Pulse-chase experiments were performed as described previously (39,49,67). Briefly, SH-SY5Y cells expressing C-terminally HA-tagged torsinA WT, ΔE or Δ323–8 were labeled by incubation for 1 h with Met/Cys-free medium containing 100 µCi of [35S]Met/Cys express protein-labeling mix (MP Biologicals). After extensive washes, cells were incubated for the indicated chase time in non-radioactive media containing excess Met/Cys in the absence or presence of the proteasome inhibitor MG132 (20 µm, Sigma), the lysosomal cysteine protease inhibitor E64 (50 µm, Sigma) or vehicle [dimethyl sulfoxide (Me2SO, DMSO); final concentration, 0.1%]. At the indicated time points, cells were lysed and equal amount of proteins from each lysate was subjected to immunoprecipitation using an anti-HA antibody. Immunoprecipitated proteins were resolved by SDS–PAGE and analyzed by a PhosphorImager (Amersham Biosciences).

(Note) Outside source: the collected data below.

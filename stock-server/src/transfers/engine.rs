//! Transfer Engine
//!
//! 单一状态机: `pending → accepted | rejected | cancelled`, 每条记录
//! 恰好到达一个终态。直接调拨不再是独立代码路径, 而是 initiate 带
//! `auto_accept` 标志后立即走同一个 accept 路径。
//!
//! 每个状态转换是一个存储事务 (见 [`TransferRepository`]); 引擎负责
//! 校验、目的地解析、收件人鉴权, 以及转换完成后的阈值复查与通知。

use std::sync::Arc;

use surrealdb::RecordId;

use shared::StockLevel;

use crate::alerting::AlertService;
use crate::auth::CurrentUser;
use crate::db::models::{StockLot, TransferInitiate, TransferRecord, TransferStatus};
use crate::db::repository::stock::STOCK_TABLE;
use crate::db::repository::transfer::TRANSFER_TABLE;
use crate::db::repository::{TransferRepository, parse_record_id};
use crate::db::with_retry;
use crate::inventory::{InventoryLedger, LotChange, can_access};
use crate::transfers::destination::{self, destination_identity};
use crate::utils::time::now_millis;
use crate::utils::{AppError, AppResult};

#[derive(Clone)]
pub struct TransferEngine {
    transfers: TransferRepository,
    ledger: Arc<InventoryLedger>,
    alerts: Arc<AlertService>,
}

impl TransferEngine {
    pub fn new(
        transfers: TransferRepository,
        ledger: Arc<InventoryLedger>,
        alerts: Arc<AlertService>,
    ) -> Self {
        Self {
            transfers,
            ledger,
            alerts,
        }
    }

    /// Initiate a transfer: validate, resolve the destination from the
    /// actor's role, debit the source (the reservation) and write the
    /// `pending` record in one unit of work, then notify the recipient.
    pub async fn initiate(
        &self,
        actor: &CurrentUser,
        request: &TransferInitiate,
    ) -> AppResult<TransferRecord> {
        if request.quantity <= 0 {
            return Err(AppError::validation("Transfer quantity must be positive"));
        }

        let source_id = parse_record_id(STOCK_TABLE, &request.stock_id)?;
        let source = self.ledger.get(&source_id).await?;
        if !can_access(actor, &source) {
            return Err(AppError::forbidden(
                "Source lot is outside your visibility scope",
            ));
        }
        // 友好预检; 真正的判定在事务内的条件扣减上
        if request.quantity > source.quantity {
            return Err(AppError::insufficient(format!(
                "Lot {} holds {} doses, cannot transfer {}",
                source.batch_number, source.quantity, request.quantity
            )));
        }

        let dest = destination::resolve(actor, request)?;
        let record = TransferRecord {
            id: None,
            vaccine: source.vaccine.clone(),
            batch_number: source.batch_number.clone(),
            quantity: request.quantity,
            expiration_date: source.expiration_date,
            from_level: source.level.unwrap_or_else(|| StockLevel::from(actor.role)),
            to_level: dest.level,
            from_region: source.region.clone(),
            from_health_center: source.health_center.clone(),
            to_region: dest.region.clone(),
            to_health_center: dest.health_center.clone(),
            from_user: actor.id.clone(),
            to_user: dest.user.clone(),
            source_lot: source_id.clone(),
            status: TransferStatus::Pending,
            transfer_date: now_millis(),
            accepted_date: None,
            rejected_date: None,
            notes: request.notes.clone(),
        };

        let record = with_retry("transfer.initiate", || {
            self.transfers.initiate(record.clone())
        })
        .await?;

        // 预留扣减之后复查源批次阈值
        if let Ok(after) = self.ledger.get(&source_id).await {
            self.alerts
                .lot_quantity_changed(&LotChange {
                    previous_quantity: source.quantity,
                    lot: after,
                })
                .await;
        }
        if request.auto_accept {
            // Trusted direct move: same state machine, resolved by the
            // originator in the same request. The recipient is told the
            // stock arrived rather than asked to respond.
            let resolved = self.resolve_acceptance(&record, &actor.id).await?;
            self.alerts.transfer_delivered(&resolved).await;
            Ok(resolved)
        } else {
            self.alerts.transfer_initiated(&record).await;
            Ok(record)
        }
    }

    /// Accept a pending transfer as its recipient
    pub async fn accept(&self, actor: &CurrentUser, transfer_id: &str) -> AppResult<TransferRecord> {
        let id = parse_record_id(TRANSFER_TABLE, transfer_id)?;
        let record = self.get_record(&id).await?;
        ensure_pending(&record)?;
        authorize_recipient(actor, &record)?;
        self.resolve_acceptance(&record, &actor.id).await
    }

    /// Reject a pending transfer; the full reservation flows back to the
    /// source lot exactly once.
    pub async fn reject(
        &self,
        actor: &CurrentUser,
        transfer_id: &str,
        reason: Option<String>,
    ) -> AppResult<TransferRecord> {
        let id = parse_record_id(TRANSFER_TABLE, transfer_id)?;
        let record = self.get_record(&id).await?;
        ensure_pending(&record)?;
        authorize_recipient(actor, &record)?;

        let resolved = with_retry("transfer.reject", || {
            self.transfers
                .reject(&id, &record.source_lot, record.quantity, reason.clone())
        })
        .await?;

        self.recheck_source_after_restore(&record).await;
        self.alerts.transfer_resolved(&resolved).await;
        Ok(resolved)
    }

    /// Originator backs out of a still-pending transfer
    pub async fn cancel(
        &self,
        actor: &CurrentUser,
        transfer_id: &str,
        reason: Option<String>,
    ) -> AppResult<TransferRecord> {
        let id = parse_record_id(TRANSFER_TABLE, transfer_id)?;
        let record = self.get_record(&id).await?;
        ensure_pending(&record)?;
        if record.from_user != actor.id {
            return Err(AppError::forbidden("Only the originator can cancel"));
        }

        let resolved = with_retry("transfer.cancel", || {
            self.transfers
                .cancel(&id, &record.source_lot, record.quantity, reason.clone())
        })
        .await?;

        self.recheck_source_after_restore(&record).await;
        self.alerts.transfer_resolved(&resolved).await;
        Ok(resolved)
    }

    /// Pending transfers awaiting this actor
    pub async fn incoming(&self, actor: &CurrentUser) -> AppResult<Vec<TransferRecord>> {
        Ok(with_retry("transfer.incoming", || {
            self.transfers.incoming(
                &actor.id,
                actor.role,
                actor.region.as_deref(),
                actor.health_center.as_deref(),
            )
        })
        .await?)
    }

    /// Transfers this actor initiated
    pub async fn outgoing(&self, actor: &CurrentUser) -> AppResult<Vec<TransferRecord>> {
        Ok(with_retry("transfer.outgoing", || self.transfers.outgoing(&actor.id)).await?)
    }

    /// Everything this actor was party to
    pub async fn history(&self, actor: &CurrentUser) -> AppResult<Vec<TransferRecord>> {
        Ok(with_retry("transfer.history", || {
            self.transfers.history(
                &actor.id,
                actor.role,
                actor.region.as_deref(),
                actor.health_center.as_deref(),
            )
        })
        .await?)
    }

    // ========== internals ==========

    async fn get_record(&self, id: &RecordId) -> AppResult<TransferRecord> {
        let record = with_retry("transfer.find_by_id", || self.transfers.find_by_id(id)).await?;
        record.ok_or_else(|| AppError::not_found(format!("Transfer {} not found", id)))
    }

    /// Shared by `accept` and the auto-accept path: credit the
    /// destination identity and flip the record, then notify.
    async fn resolve_acceptance(
        &self,
        record: &TransferRecord,
        acceptor_id: &str,
    ) -> AppResult<TransferRecord> {
        let id = record
            .id
            .clone()
            .ok_or_else(|| AppError::internal("Transfer record without id"))?;
        let dest = destination_identity(record);
        // 记下贷记前的目标余额, 事后才能判断阈值穿越
        let dest_before = self
            .ledger
            .find_by_identity(&dest)
            .await
            .ok()
            .flatten()
            .map(|lot| lot.quantity);

        let now = now_millis();
        let stock_content = StockLot {
            id: None,
            vaccine: dest.vaccine.clone(),
            batch_number: dest.batch_number.clone(),
            quantity: record.quantity,
            expiration_date: record.expiration_date,
            level: Some(dest.level),
            region: dest.region.clone(),
            health_center: dest.health_center.clone(),
            assigned_to: dest.assigned_to.clone(),
            created_by: acceptor_id.to_string(),
            is_active: true,
            created_at: now,
            updated_at: now,
        };

        let resolved = with_retry("transfer.accept", || {
            self.transfers.accept(&id, &dest, stock_content.clone())
        })
        .await?;

        // 目标批次刚刚入账, 复查其阈值。本次接受新建的批次没有先前
        // 状态, 以入账后的数量充当 previous 来跳过 restored 穿越。
        match self.ledger.find_by_identity(&dest).await {
            Ok(Some(dest_lot)) => {
                self.alerts
                    .lot_quantity_changed(&LotChange {
                        previous_quantity: dest_before.unwrap_or(dest_lot.quantity),
                        lot: dest_lot,
                    })
                    .await;
            }
            Ok(None) => {
                tracing::warn!(transfer = %id, "Destination lot missing after acceptance");
            }
            Err(e) => {
                tracing::warn!(transfer = %id, error = %e, "Destination re-check failed");
            }
        }

        self.alerts.transfer_resolved(&resolved).await;
        Ok(resolved)
    }

    async fn recheck_source_after_restore(&self, record: &TransferRecord) {
        match self.ledger.get(&record.source_lot).await {
            Ok(after) => {
                self.alerts
                    .lot_quantity_changed(&LotChange {
                        previous_quantity: after.quantity - record.quantity,
                        lot: after,
                    })
                    .await;
            }
            Err(e) => {
                tracing::warn!(error = %e, "Source re-check failed after restore");
            }
        }
    }
}

/// `pending` gate shared by every transition (the storage transaction
/// re-checks it atomically; this is the friendly early error)
fn ensure_pending(record: &TransferRecord) -> AppResult<()> {
    if record.status.is_terminal() {
        return Err(AppError::AlreadyResolved(format!(
            "Transfer is already {}",
            record.status
        )));
    }
    Ok(())
}

/// The intended recipient: exact `to_user` when named, else any actor
/// whose role and location match the destination.
fn authorize_recipient(actor: &CurrentUser, record: &TransferRecord) -> AppResult<()> {
    if let Some(to_user) = &record.to_user {
        if actor.id == *to_user {
            return Ok(());
        }
        return Err(AppError::forbidden("Not the intended recipient"));
    }

    let actor_level = StockLevel::from(actor.role);
    let located = actor_level == record.to_level
        && match record.to_level {
            StockLevel::Regional => {
                actor.region.is_some() && actor.region == record.to_region
            }
            StockLevel::District | StockLevel::Agent => {
                actor.health_center.is_some()
                    && actor.health_center == record.to_health_center
            }
            StockLevel::National => false,
        };
    if located {
        Ok(())
    } else {
        Err(AppError::forbidden("Not the intended recipient"))
    }
}

#[cfg(test)]
mod tests {
    use super::*;
    use chrono::NaiveDate;
    use shared::Role;

    fn actor(id: &str, role: Role, region: Option<&str>, hc: Option<&str>) -> CurrentUser {
        CurrentUser {
            id: id.into(),
            username: id.into(),
            role,
            region: region.map(str::to_string),
            health_center: hc.map(str::to_string),
            assigned_only: false,
        }
    }

    fn record(to_user: Option<&str>, to_level: StockLevel, to_region: Option<&str>, to_hc: Option<&str>) -> TransferRecord {
        TransferRecord {
            id: Some(RecordId::from_table_key("transfer", "t1")),
            vaccine: "PENTA".into(),
            batch_number: "B100".into(),
            quantity: 10,
            expiration_date: NaiveDate::from_ymd_opt(2027, 1, 1).unwrap(),
            from_level: StockLevel::National,
            to_level,
            from_region: None,
            from_health_center: None,
            to_region: to_region.map(str::to_string),
            to_health_center: to_hc.map(str::to_string),
            from_user: "sender".into(),
            to_user: to_user.map(str::to_string),
            source_lot: RecordId::from_table_key("stock", "s1"),
            status: TransferStatus::Pending,
            transfer_date: 0,
            accepted_date: None,
            rejected_date: None,
            notes: None,
        }
    }

    #[test]
    fn named_recipient_must_match_exactly() {
        let rec = record(Some("u9"), StockLevel::Regional, Some("Thiès"), None);
        assert!(authorize_recipient(&actor("u9", Role::Regional, Some("Thiès"), None), &rec).is_ok());
        // 地点匹配也救不了错误的用户
        assert!(
            authorize_recipient(&actor("u8", Role::Regional, Some("Thiès"), None), &rec).is_err()
        );
    }

    #[test]
    fn unnamed_recipient_falls_back_to_role_and_location() {
        let rec = record(None, StockLevel::Regional, Some("Thiès"), None);
        assert!(
            authorize_recipient(&actor("u1", Role::Regional, Some("Thiès"), None), &rec).is_ok()
        );
        assert!(
            authorize_recipient(&actor("u1", Role::Regional, Some("Dakar"), None), &rec).is_err()
        );
        assert!(
            authorize_recipient(&actor("u1", Role::District, Some("Thiès"), None), &rec).is_err()
        );

        let rec = record(None, StockLevel::District, None, Some("Fann"));
        assert!(
            authorize_recipient(&actor("u1", Role::District, None, Some("Fann")), &rec).is_ok()
        );
        assert!(
            authorize_recipient(&actor("u1", Role::District, None, Some("Pikine")), &rec)
                .is_err()
        );
    }

    #[test]
    fn record_ids_parse_in_both_forms() {
        assert_eq!(
            parse_record_id("stock", "stock:abc").unwrap(),
            RecordId::from_table_key("stock", "abc")
        );
        assert_eq!(
            parse_record_id("stock", "abc").unwrap(),
            RecordId::from_table_key("stock", "abc")
        );
        assert!(parse_record_id("stock", "transfer:abc").is_err());
    }

    #[test]
    fn terminal_records_refuse_transitions() {
        let mut rec = record(None, StockLevel::Regional, Some("Thiès"), None);
        rec.status = TransferStatus::Rejected;
        assert!(matches!(
            ensure_pending(&rec),
            Err(AppError::AlreadyResolved(_))
        ));
    }
}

SH-SY5Y cells expressing C-terminally HA-tagged WT or mutant torsinA were incubated for 24 h at 37°C with the proteasome inhibitor MG132 (20 µm, Sigma), the lysosome inhibitor chloroquine (100 µm, Sigma), the lysosome inhibitor NH4Cl (50 mm), the autophagy inhibitor 3-MA (10 mm) or vehicle [0.1% Me2SO (DMSO)]. Cells were then lysed, and an equal amount of proteins from each lysate was analyzed by immunoblotting for HA-tagged torsinA and actin. The relative level of WT or mutant torsinA was quantified measuring the intensity of the torsinA band from the image of immunoblot using the NIH Image program and normalized against the actin level in the corresponding cell lysate from the same gel. To control for the possibility of overexposure, each immunoblot was subjected to multiple exposures. The intensities of the torsinA bands from at least two different exposures of the same immunoblot were quantified and the average of those numbers was used for comparison. Experiments were repeated at least three times, and the data were subjected to statistical analysis by unpaired Student’s t test.
Conflict of Interest statement. None declared.
This work was supported by grants from National Institutes of Health (NS054334, AG021489, NS050650 and ES015813).